Producto de intencionalidad política con fecha de caducidad. Muy útil, eso sí, para quien aspire a colgarse medallas cinéfilas
La ópera prima del influyente cineasta y teórico alemán Alexander Kluge, un cortometraje titulado Brutalidad en Piedra (1960, en colaboración con Peter Schamoni), jugaba con la idea de que el pasado todavía respira en las ruinas arquitectónicas y determina nuestro presente mucho más de lo que creemos. Brutalidad en Piedra era el pistoletazo de salida para todo un movimiento, el Nuevo Cine Alemán, que se caracterizó precisamente por romper con el ayer en el terreno de las ficciones y sus modos de realización, y por cuestionar las condiciones socioeconómicas en que se desarrollaba por aquel entonces la creación fílmica. Los veintiséis directores, escritores e intelectuales que firmaron en 1962 el Manifiesto de Oberhausen aspiraban a que los espectadores asumiesen un rol más participativo y crítico, a que se replanteasen unos modelos productivos y representativos asumidos en cada momento como naturales pero que nunca son inocentes, que siempre responden a intereses.
No sería ético menospreciar la labor doctrinaria y práctica de Alexander Kluge y otros, sobre todo cuando nuestra época, cuya desvergonzada apología del consumo lúdico y acrítico da náuseas, hace si cabe más pertinentes sus postulados. Otra cosa es que, como suele ocurrir con tantas obras “de combate”, Trabajo ocasional de una esclava (1973) resulte hoy por hoy más apasionante acompañada de un coloquio o una monografía sobre Kluge que visionada a palo seco. Porque, contradiciendo las conclusiones de Brutalidad de la Piedra, este largo apenas preserva treinta y cinco años después de su realización un hálito de vida entre sus imágenes penosamente coyunturales.
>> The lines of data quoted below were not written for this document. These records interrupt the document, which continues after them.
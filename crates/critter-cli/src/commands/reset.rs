//! `critter reset` — delete the pet and its save data.

use std::io::{self, BufRead, Write};
use std::path::Path;

use super::open_store;

pub fn run(dir: Option<&Path>, force: bool) -> Result<(), String> {
    let store = open_store(dir)?;

    if !force {
        print!("Really say goodbye to your pet? [y/N] ");
        io::stdout().flush().map_err(|e| e.to_string())?;
        let mut answer = String::new();
        io::stdin()
            .lock()
            .read_line(&mut answer)
            .map_err(|e| e.to_string())?;
        if !matches!(answer.trim().to_lowercase().as_str(), "y" | "yes") {
            println!("Kept your pet.");
            return Ok(());
        }
    }

    critter_store::erase(&store).map_err(|e| e.to_string())?;
    println!("Save data removed.");
    Ok(())
}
Su protagonista es Roswitha (interpretada por Alexandra Kluge, hermana del director); un ama de casa que practica abortos clandestinos para mantener a su familia y que empieza a tomar conciencia revolucionaria contra los poderes ideológicos, económicos e informativos que sojuzgan su vida, aunque ello no termine de procurarle una mayor independencia afectiva. Kluge denunciaba así hasta qué punto estamos condicionados sin percibirlo por superestructuras externas a nosotros, y testimoniaba los esfuerzos de un feminismo en plena ebullición por reubicar la posición social de la mujer. El problema reside en que, pese a que muchas de sus estrategias formales son admirables —rodaje en blanco y con muy pocos medios, lo que presta a las imágenes cualidades intemporales; inclusión de intertítulos, ilustraciones y material de archivo; actores no profesionales; música y sonido discordantes; un montaje intuitivo y discontinuo—, no soslayan lo toscamente pedagógico y provocador de la película, que adquiere rasgos de producto político para iniciados y con fecha de caducidad.
Obviamente, como también pasaba en otro célebre panfleto, La Chinoise (Jean-Luc Godard, 1967), hay que tomarse lo que nos cuenta Kluge como una fábula no desprovista de humor y autoconciencia de su naturaleza. Pero hay demasiados momentos en los que uno está sintiendo vergüenza ajena; en que las aventuras de Roswitha nos traen a la memoria las de Bouvard y Pécuchet, aquellos oficinistas jubilados de Flaubert que consagraban sus existencias al conocimiento y terminaban dando cuenta únicamente de su estupidez. Y si el escritor francés sabía distanciarse de sus criaturas y relativizar sus éxitos y fracasos, Kluge en cambio se siente demasiado cómplice de Roswitha, y ello desemboca en la autocomplacencia y el aburrimiento.
Puede que con esta opinión nos estemos delatando como acomodados partícipes de una hipermodernidad cínica que posiblemente Kluge detesta. Cada uno, al fin y al cabo, sigue preso de su circunstancia histórica.